TO DO:
Scan the records below and copy every line that contains the string "entities".

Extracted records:

· · · ·

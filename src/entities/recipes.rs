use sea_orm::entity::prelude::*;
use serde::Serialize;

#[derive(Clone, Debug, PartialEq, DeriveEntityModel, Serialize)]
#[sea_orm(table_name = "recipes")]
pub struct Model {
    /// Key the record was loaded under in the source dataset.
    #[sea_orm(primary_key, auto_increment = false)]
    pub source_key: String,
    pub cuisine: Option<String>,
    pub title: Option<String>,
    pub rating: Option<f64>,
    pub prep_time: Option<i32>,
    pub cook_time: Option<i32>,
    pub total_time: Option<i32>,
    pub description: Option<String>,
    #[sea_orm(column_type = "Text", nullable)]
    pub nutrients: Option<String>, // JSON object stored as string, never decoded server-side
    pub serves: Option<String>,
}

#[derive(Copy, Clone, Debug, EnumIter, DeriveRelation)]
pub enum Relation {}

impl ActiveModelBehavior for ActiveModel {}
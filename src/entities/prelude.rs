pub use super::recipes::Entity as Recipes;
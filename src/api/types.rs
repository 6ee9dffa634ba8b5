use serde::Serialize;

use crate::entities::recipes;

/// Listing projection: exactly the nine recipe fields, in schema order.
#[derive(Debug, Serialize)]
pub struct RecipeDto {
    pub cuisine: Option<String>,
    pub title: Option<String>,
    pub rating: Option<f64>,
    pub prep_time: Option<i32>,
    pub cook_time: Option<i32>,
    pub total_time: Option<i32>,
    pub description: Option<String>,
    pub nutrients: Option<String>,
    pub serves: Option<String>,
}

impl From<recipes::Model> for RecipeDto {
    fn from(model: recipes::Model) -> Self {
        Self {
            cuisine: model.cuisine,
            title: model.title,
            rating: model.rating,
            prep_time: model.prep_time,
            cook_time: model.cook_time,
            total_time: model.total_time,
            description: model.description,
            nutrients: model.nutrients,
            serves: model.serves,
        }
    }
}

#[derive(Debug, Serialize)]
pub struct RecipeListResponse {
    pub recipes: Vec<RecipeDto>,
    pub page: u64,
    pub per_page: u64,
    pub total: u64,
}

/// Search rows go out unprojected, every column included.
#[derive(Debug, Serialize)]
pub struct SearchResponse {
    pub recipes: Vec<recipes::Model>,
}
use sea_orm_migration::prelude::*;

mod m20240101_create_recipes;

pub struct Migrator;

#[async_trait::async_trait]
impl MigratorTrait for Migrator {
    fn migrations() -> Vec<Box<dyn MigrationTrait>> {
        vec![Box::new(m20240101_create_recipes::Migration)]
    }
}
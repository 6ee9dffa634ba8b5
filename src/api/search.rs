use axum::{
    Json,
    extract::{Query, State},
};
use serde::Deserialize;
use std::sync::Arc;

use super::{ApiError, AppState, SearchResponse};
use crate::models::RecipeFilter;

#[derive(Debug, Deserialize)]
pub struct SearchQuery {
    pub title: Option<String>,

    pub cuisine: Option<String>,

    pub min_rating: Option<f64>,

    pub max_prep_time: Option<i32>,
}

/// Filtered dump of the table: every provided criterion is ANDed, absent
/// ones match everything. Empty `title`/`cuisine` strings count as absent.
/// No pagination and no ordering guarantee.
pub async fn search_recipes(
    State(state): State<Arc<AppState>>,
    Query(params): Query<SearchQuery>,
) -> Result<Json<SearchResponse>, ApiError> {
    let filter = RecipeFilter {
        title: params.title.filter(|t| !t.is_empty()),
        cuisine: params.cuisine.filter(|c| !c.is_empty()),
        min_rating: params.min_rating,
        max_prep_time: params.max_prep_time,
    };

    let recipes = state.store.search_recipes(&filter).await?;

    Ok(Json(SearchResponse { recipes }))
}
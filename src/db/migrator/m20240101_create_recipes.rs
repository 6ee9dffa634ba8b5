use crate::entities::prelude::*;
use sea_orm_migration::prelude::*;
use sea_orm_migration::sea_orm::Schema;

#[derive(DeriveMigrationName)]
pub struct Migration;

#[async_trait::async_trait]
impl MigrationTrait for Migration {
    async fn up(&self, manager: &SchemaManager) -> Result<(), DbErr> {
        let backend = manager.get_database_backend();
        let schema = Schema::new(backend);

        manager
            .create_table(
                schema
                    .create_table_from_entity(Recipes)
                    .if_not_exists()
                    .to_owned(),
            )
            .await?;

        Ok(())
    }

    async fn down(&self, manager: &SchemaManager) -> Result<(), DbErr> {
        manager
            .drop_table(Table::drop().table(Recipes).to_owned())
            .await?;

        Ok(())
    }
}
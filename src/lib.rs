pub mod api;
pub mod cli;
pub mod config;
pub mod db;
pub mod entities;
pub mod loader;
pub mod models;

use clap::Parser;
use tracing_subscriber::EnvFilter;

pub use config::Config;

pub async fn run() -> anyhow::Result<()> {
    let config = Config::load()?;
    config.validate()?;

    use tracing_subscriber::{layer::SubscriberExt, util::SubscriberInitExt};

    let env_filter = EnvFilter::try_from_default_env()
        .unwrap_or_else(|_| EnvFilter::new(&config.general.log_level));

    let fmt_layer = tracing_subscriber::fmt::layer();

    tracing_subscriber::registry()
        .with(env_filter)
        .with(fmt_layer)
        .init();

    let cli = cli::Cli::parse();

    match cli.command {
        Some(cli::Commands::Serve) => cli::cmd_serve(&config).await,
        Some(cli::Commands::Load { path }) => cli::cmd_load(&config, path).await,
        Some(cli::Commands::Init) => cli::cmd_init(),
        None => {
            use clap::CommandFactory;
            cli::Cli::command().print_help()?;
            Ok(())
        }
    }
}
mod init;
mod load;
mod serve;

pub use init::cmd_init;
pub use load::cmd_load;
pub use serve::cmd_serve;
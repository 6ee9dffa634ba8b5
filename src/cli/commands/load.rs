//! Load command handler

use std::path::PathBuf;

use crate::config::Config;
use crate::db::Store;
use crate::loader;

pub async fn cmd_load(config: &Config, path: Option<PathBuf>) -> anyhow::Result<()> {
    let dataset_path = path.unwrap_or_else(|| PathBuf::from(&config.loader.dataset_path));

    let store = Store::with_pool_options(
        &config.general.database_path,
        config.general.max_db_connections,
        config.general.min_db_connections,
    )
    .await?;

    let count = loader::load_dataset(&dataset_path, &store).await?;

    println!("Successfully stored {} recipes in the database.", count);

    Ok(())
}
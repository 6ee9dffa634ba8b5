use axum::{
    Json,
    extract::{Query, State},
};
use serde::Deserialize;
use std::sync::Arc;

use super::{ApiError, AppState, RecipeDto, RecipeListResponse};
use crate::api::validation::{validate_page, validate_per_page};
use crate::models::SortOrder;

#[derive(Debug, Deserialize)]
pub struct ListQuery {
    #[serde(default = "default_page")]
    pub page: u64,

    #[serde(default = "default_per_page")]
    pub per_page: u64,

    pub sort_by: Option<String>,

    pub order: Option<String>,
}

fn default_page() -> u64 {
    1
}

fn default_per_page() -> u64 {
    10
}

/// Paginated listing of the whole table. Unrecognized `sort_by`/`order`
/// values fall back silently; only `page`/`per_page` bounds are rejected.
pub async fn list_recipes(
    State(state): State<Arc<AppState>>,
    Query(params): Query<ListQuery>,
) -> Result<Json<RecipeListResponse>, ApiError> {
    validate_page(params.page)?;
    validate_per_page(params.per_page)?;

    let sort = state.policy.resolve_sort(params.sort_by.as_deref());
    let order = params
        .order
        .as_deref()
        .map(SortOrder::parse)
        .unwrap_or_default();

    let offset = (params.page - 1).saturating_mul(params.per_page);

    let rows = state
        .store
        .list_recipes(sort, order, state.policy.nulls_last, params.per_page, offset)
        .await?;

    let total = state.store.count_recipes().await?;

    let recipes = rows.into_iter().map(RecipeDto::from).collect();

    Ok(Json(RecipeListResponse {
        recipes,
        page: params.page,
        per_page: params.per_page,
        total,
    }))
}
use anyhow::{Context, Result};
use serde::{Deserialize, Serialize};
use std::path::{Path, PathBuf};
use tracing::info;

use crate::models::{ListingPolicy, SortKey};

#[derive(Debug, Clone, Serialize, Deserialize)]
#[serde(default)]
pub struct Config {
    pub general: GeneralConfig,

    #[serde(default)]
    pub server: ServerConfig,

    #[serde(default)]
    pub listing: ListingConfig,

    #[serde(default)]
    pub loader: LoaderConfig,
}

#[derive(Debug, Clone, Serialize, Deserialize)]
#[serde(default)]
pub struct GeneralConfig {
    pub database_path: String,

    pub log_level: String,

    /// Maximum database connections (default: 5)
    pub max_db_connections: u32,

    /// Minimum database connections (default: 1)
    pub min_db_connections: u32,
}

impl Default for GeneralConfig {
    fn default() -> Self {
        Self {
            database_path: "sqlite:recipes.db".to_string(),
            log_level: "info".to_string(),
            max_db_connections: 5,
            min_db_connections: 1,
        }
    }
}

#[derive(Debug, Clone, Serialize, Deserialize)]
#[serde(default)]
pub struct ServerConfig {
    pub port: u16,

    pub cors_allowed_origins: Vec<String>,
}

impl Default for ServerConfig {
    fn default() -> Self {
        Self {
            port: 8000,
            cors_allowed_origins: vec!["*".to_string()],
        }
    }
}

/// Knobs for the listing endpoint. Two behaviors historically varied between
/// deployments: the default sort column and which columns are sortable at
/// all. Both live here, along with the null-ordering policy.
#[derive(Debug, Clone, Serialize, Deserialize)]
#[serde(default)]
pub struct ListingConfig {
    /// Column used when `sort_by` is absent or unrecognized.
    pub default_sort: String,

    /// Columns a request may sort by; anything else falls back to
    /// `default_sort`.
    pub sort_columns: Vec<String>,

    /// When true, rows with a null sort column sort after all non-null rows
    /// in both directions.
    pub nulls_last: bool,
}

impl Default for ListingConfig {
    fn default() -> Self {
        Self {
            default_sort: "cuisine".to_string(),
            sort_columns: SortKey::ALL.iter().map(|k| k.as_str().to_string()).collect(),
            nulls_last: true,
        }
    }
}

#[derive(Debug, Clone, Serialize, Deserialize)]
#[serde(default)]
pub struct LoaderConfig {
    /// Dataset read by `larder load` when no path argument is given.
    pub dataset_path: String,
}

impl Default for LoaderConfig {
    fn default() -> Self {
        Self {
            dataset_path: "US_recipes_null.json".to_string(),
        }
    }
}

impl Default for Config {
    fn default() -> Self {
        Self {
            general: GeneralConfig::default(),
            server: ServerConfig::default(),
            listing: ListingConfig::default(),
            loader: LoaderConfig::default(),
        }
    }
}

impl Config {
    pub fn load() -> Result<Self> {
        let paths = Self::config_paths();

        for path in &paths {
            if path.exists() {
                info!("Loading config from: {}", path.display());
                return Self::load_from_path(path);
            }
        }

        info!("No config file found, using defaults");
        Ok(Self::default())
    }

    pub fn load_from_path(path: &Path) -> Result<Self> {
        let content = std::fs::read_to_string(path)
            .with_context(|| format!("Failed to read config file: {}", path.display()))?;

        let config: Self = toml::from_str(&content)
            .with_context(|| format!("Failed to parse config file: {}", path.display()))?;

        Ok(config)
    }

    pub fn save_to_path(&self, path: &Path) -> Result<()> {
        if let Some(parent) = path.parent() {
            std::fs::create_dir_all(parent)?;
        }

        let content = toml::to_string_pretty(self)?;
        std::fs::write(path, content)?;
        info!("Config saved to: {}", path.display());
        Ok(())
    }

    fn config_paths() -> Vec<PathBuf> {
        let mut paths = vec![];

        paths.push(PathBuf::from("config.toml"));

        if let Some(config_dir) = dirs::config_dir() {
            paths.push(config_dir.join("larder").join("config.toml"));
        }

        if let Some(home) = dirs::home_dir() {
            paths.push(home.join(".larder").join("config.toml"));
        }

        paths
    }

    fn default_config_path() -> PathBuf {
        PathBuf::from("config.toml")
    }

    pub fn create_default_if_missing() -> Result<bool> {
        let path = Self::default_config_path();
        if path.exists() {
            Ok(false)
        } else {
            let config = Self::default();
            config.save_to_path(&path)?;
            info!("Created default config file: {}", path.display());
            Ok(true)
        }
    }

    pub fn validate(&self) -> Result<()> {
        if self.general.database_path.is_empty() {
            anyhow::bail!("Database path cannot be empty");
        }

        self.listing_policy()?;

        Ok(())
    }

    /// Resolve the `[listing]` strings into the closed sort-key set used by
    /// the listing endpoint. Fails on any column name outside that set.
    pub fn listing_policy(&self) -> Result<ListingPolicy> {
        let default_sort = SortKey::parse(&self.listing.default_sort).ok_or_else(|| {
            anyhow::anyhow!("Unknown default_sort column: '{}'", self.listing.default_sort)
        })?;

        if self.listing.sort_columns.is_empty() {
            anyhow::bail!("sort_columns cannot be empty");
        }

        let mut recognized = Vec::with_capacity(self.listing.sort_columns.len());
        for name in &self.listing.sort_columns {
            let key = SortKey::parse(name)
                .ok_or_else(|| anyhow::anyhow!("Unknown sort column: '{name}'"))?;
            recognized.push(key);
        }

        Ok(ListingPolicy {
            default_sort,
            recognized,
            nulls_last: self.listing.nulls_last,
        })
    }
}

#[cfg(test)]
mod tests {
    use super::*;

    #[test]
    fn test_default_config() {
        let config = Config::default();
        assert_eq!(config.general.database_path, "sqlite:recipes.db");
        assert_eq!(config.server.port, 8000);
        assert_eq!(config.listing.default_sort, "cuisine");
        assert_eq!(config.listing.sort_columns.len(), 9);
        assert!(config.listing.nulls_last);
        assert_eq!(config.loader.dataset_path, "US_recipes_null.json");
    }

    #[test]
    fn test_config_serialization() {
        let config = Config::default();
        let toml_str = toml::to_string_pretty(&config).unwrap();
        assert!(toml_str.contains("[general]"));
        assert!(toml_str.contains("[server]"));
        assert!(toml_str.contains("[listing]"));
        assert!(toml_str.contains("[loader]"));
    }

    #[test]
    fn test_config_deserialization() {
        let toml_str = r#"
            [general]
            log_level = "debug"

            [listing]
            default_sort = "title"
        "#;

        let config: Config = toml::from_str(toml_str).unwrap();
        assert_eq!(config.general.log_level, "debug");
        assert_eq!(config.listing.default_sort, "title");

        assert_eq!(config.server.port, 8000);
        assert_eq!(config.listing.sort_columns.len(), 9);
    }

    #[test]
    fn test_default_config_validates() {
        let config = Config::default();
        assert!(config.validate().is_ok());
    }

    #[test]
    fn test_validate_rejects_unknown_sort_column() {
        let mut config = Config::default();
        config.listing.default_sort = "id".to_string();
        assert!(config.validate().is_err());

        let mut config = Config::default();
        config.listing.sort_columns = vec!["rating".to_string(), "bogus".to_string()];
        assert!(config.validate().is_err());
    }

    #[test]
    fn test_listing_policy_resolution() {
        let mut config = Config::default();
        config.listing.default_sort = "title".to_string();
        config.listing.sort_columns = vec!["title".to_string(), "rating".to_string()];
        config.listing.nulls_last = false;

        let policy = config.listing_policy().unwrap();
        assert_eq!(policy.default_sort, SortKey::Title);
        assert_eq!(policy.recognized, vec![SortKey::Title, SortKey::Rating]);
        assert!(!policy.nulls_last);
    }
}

· · · ·

SOLUTION:
filename src/entities/recipes.rs
filename src/entities/prelude.rs
use crate::entities::recipes;
use crate::entities::prelude::*;
pub mod entities;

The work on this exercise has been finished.